I was hoping for sub-2 lbs, but I don’t think it’s going to happen.  Moreover, I’ll be adding some weight back in with a couple plies of glass and all the attachment tabs, hardware, etc.  So the final weight of this cover will be in the ballpark of about 2.5 lbs, my best educated guess at this point.

I also had a few oopses and broke through the surface in around 4 spots.  The glass in this area is particularly thin, maybe 2 plies thick, because it was the final top finish.

For fun I turned off most of the shop lights and chucked an LED work light into the avionics bay.  Looks pretty cool with that thin cover glass.

•••

26 October 2020 — Today I dove into testing a myriad of hinge configurations, placements, spacings, etc. for well over an hour before finally getting to the task of cutting out the aft nose/avionics cover hinge mounting brackets out of 1/4″ thick Birch plywood (same as the firewall).  Which also took well over an hour cutting and dialing in the bracket fit and hinge geometry.

These brackets are a bit tricky because they have an “ogee” type curve from front to back, but also a side-to-side angle on top to match the curve of the upper inside nose.

Thankfully I had the foresight to test out the fit of the hinges with the NG30 cover before I did the final mount of these hinge brackets.

I had them placed where they are below at the outset, but then moved them a good 1.5″ inboard on each side.  However, the right hand hinge (left in pic) would have been slamming into the cable bundle that will run along the upper right side of the NG30 cover, the visible bracket being part of the bundle [seriously, a ton of the wires in that cable bundle will be what is currently in that rats nest on the nose floor].  I then had to move the hinges back outboard to my original targeted spot to provide the required clearance.  I think it will also make it easier to get the NG30 cover in and out when required, which won’t be often (hopefully!).

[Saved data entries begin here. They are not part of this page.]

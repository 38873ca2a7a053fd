//! `shellfs` command line front end.

use std::io::Write;
use std::path::{Path, PathBuf};
use std::process::ExitCode;

use anyhow::{bail, Context, Result};
use clap::{Parser, Subcommand};
use tracing_subscriber::prelude::*;
use tracing_subscriber::EnvFilter;

use shellfs::fs_op::{archive, copy, create, files, glob, io, list, path};
use shellfs::fs_op::list::StatMode;
use shellfs::fs_op::stat::StatKind;
use shellfs::settings::load_settings;

#[derive(Parser)]
#[command(name = "shellfs")]
#[command(version, about = "Shell-like filesystem operations", long_about = None)]
struct Cli {
    #[command(subcommand)]
    command: Commands,

    /// Debug logging on stderr
    #[arg(short, long, global = true)]
    verbose: bool,

    /// Settings file (default: $SHELLFS_CONFIG, then the user config dir)
    #[arg(long, global = true, value_name = "FILE")]
    config: Option<PathBuf>,
}

#[derive(Subcommand)]
enum Commands {
    /// Copy files or directories recursively
    Cp {
        /// Source path or glob pattern
        source: String,
        dest: PathBuf,
        /// Never replace existing files
        #[arg(short = 'n', long)]
        no_clobber: bool,
    },

    /// Move or rename
    Mv {
        /// Source path or glob pattern
        source: String,
        dest: PathBuf,
    },

    /// Remove files or directory trees
    Rm {
        /// Paths or glob patterns
        #[arg(required = true)]
        paths: Vec<String>,
    },

    /// List directory contents
    Ls {
        #[arg(default_value = ".")]
        path: PathBuf,
        /// Long format
        #[arg(short, long)]
        long: bool,
        /// Include `.` and `..`
        #[arg(short, long)]
        all: bool,
        /// Follow symlinks when stat'ing entries
        #[arg(short = 'L', long)]
        dereference: bool,
    },

    /// Create directories and their parents
    Mkdir {
        #[arg(required = true)]
        paths: Vec<PathBuf>,
    },

    /// Create empty files
    Touch {
        #[arg(required = true)]
        paths: Vec<PathBuf>,
    },

    /// Change permission bits (octal MODE)
    Chmod {
        #[arg(short = 'R', long)]
        recursive: bool,
        mode: String,
        path: String,
    },

    /// Change numeric owner and group (UID[:GID] or :GID)
    Chown {
        #[arg(short = 'R', long)]
        recursive: bool,
        owner: String,
        path: String,
    },

    /// Create a gzip-compressed tar archive (default ./NAME.tgz)
    Tar { source: PathBuf, dest: Option<PathBuf> },

    /// Extract a gzip-compressed tar archive (default .)
    Untar { source: PathBuf, dest: Option<PathBuf> },

    /// Create a zip archive (default ./NAME.zip)
    Zip { source: PathBuf, dest: Option<PathBuf> },

    /// Extract a zip archive (default .)
    Unzip { source: PathBuf, dest: Option<PathBuf> },

    /// Print the canonical absolute path
    Realpath { path: PathBuf },

    /// Print PATH relative to BASE (default: current directory)
    Relpath { path: PathBuf, base: Option<PathBuf> },

    /// Print file contents
    Cat { path: PathBuf },

    /// Replace file contents with TEXT
    Write { path: PathBuf, text: String },
}

fn main() -> ExitCode {
    let cli = Cli::parse();
    init_tracing(cli.verbose);

    match run(cli) {
        Ok(()) => ExitCode::SUCCESS,
        Err(err) => {
            eprintln!("shellfs: {err:#}");
            ExitCode::FAILURE
        }
    }
}

fn init_tracing(verbose: bool) {
    let default = if verbose { "debug" } else { "warn" };
    let filter = EnvFilter::try_from_default_env().unwrap_or_else(|_| EnvFilter::new(default));
    let _ = tracing_subscriber::registry()
        .with(filter)
        .with(tracing_subscriber::fmt::layer().with_writer(std::io::stderr))
        .try_init();
}

fn run(cli: Cli) -> Result<()> {
    let settings = load_settings(cli.config).context("loading settings")?;
    let globs = settings.glob_options();

    match cli.command {
        Commands::Cp { source, dest, no_clobber } => {
            let overwrite = settings.overwrite && !no_clobber;
            let buffer = settings.copy_buffer_size;
            glob::for_each_match(&source, globs, |src| {
                copy::copy_with_buffer(src, &dest, overwrite, buffer)
            })?;
        }
        Commands::Mv { source, dest } => files::mv(&source, &dest, globs)?,
        Commands::Rm { paths } => {
            for p in &paths {
                files::rm(p, globs)?;
            }
        }
        Commands::Ls { path, long, all, dereference } => ls(&path, long, all, dereference)?,
        Commands::Mkdir { paths } => {
            for p in &paths {
                create::mkdir_all(p)?;
            }
        }
        Commands::Touch { paths } => {
            for p in &paths {
                create::create_empty_file(p)?;
            }
        }
        Commands::Chmod { recursive, mode, path } => {
            let mode = u32::from_str_radix(&mode, 8)
                .with_context(|| format!("invalid octal mode `{mode}`"))?;
            if recursive {
                files::rchmod(&path, mode, globs)?;
            } else {
                files::chmod(&path, mode, globs)?;
            }
        }
        Commands::Chown { recursive, owner, path } => {
            let (uid, gid) = parse_owner(&owner)?;
            if recursive {
                files::rchown(&path, uid, gid, globs)?;
            } else {
                files::chown(&path, uid, gid, globs)?;
            }
        }
        Commands::Tar { source, dest } => {
            archive::tar_create_with(&source, dest.as_deref(), settings.archive_options())?
        }
        Commands::Untar { source, dest } => archive::tar_extract(&source, dest.as_deref())?,
        Commands::Zip { source, dest } => {
            archive::zip_create_with(&source, dest.as_deref(), settings.archive_options())?
        }
        Commands::Unzip { source, dest } => archive::zip_extract(&source, dest.as_deref())?,
        Commands::Realpath { path: p } => println!("{}", path::resolve(p).display()),
        Commands::Relpath { path: p, base } => {
            let rel = match base {
                Some(base) => path::relative_to(p, base),
                None => path::relative_to_cwd(p),
            };
            println!("{}", rel.display());
        }
        Commands::Cat { path } => {
            let data = io::read_file(&path)?;
            std::io::stdout().write_all(&data).context("writing to stdout")?;
        }
        Commands::Write { path, text } => create::write_file(&path, text)?,
    }
    Ok(())
}

fn ls(dir: &Path, long: bool, all: bool, dereference: bool) -> Result<()> {
    let mode = match (long, dereference) {
        (false, _) => StatMode::None,
        (true, false) => StatMode::Shallow,
        (true, true) => StatMode::FollowLinks,
    };
    let mut entries: Vec<_> = list::list(dir, mode, all)?.into_iter().collect();
    entries.sort_by(|a, b| a.name.cmp(&b.name));

    let mut out = std::io::stdout().lock();
    for entry in entries {
        let name = entry.name.to_string_lossy();
        match entry.stat {
            Some(st) => {
                let kind = match st.kind {
                    StatKind::Directory => 'd',
                    StatKind::Symlink => 'l',
                    StatKind::File => '-',
                    StatKind::Other => '?',
                };
                writeln!(out, "{kind}{:04o} {:>5} {:>5} {:>10} {name}", st.permissions(), st.uid, st.gid, st.len)?;
            }
            None => writeln!(out, "{name}")?,
        }
    }
    Ok(())
}

fn parse_owner(owner: &str) -> Result<(Option<u32>, Option<u32>)> {
    let (user, group) = match owner.split_once(':') {
        Some((u, g)) => (u, Some(g)),
        None => (owner, None),
    };
    let id = |s: &str| -> Result<Option<u32>> {
        if s.is_empty() {
            return Ok(None);
        }
        s.parse::<u32>()
            .map(Some)
            .with_context(|| format!("invalid numeric id `{s}`"))
    };
    let uid = id(user)?;
    let gid = match group {
        Some(g) => id(g)?,
        None => None,
    };
    if uid.is_none() && gid.is_none() {
        bail!("owner `{owner}` names neither a user nor a group id");
    }
    Ok((uid, gid))
}

#[cfg(test)]
mod tests {
    use super::*;

    #[test]
    fn owner_forms() {
        assert_eq!(parse_owner("1000").unwrap(), (Some(1000), None));
        assert_eq!(parse_owner("1000:100").unwrap(), (Some(1000), Some(100)));
        assert_eq!(parse_owner(":100").unwrap(), (None, Some(100)));
        assert!(parse_owner(":").is_err());
        assert!(parse_owner("root").is_err());
    }

    #[test]
    fn cli_parses_globals_after_subcommand() {
        let cli = Cli::try_parse_from(["shellfs", "ls", "-la", "/tmp", "-v"]).unwrap();
        assert!(cli.verbose);
        assert!(matches!(cli.command, Commands::Ls { long: true, all: true, .. }));
    }
}
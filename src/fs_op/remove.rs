use std::fs;
use std::path::Path;

use crate::fs_op::error::{FsOpError, Result};
use crate::fs_op::list::{list, StatMode};
use crate::fs_op::path::resolve_no_follow;
use crate::fs_op::stat;

/// Remove a file, symlink or directory tree at `path` (`rm -rf`).
///
/// A path that does not exist is already removed, so this returns `Ok(())`
/// and callers need not check first. Symlinks are unlinked, never followed.
/// Directories are emptied depth-first and then removed; the first failure
/// stops the call and leaves the remaining siblings untouched.
///
/// # Examples
///
/// ```no_run
/// use shellfs::fs_op::remove::remove;
/// remove("/tmp/some_dir").expect("remove failed");
/// ```
pub fn remove<P: AsRef<Path>>(path: P) -> Result<()> {
    remove_resolved(&resolve_no_follow(path))
}

fn remove_resolved(path: &Path) -> Result<()> {
    let Some(st) = stat::lexists(path) else {
        return Ok(());
    };

    if !st.is_dir() {
        fs::remove_file(path).map_err(|e| FsOpError::io("Remove", path, e))?;
        tracing::debug!(path = %path.display(), "removed file");
        return Ok(());
    }

    for entry in list(path, StatMode::None, false)?.sorted() {
        remove_resolved(&path.join(&entry.name))?;
    }
    fs::remove_dir(path).map_err(|e| FsOpError::io("Remove", path, e))?;
    tracing::debug!(path = %path.display(), "removed directory");
    Ok(())
}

I then set each hinge bracket with 5 min glue with the hinge actually installed on the bracket. I taped a speed square to the canard to help ensure I kept each hinge and bracket vertical, or at least acceptably close.

I then glassed each side of each hinge bracket with 3 plies of BID.  If you look closely, you can see multiple hinge pin holes that I drilled as I was dialing in the hinge geometry.  I simply filled all but the correct hole in with flox just prior to laying up the glass.

Here’s another shot of the aft nose/avionics cover hinge brackets from the aft side, just over the canard.

And a final side shot of the hinge brackets.

•••

26 October 2020 — I started out today by trimming the aft nose/avionics cover hinge brackets that I installed and glassed last night.

I noted that the hinge configuration worked best with both of them each mounted on the right side.  It allows the left hinge to open up more fully, closer in line with the right hinge. And it allows the right hinge to better clear the electrical wire bundle traversing along the upper right side of the NG30 cover.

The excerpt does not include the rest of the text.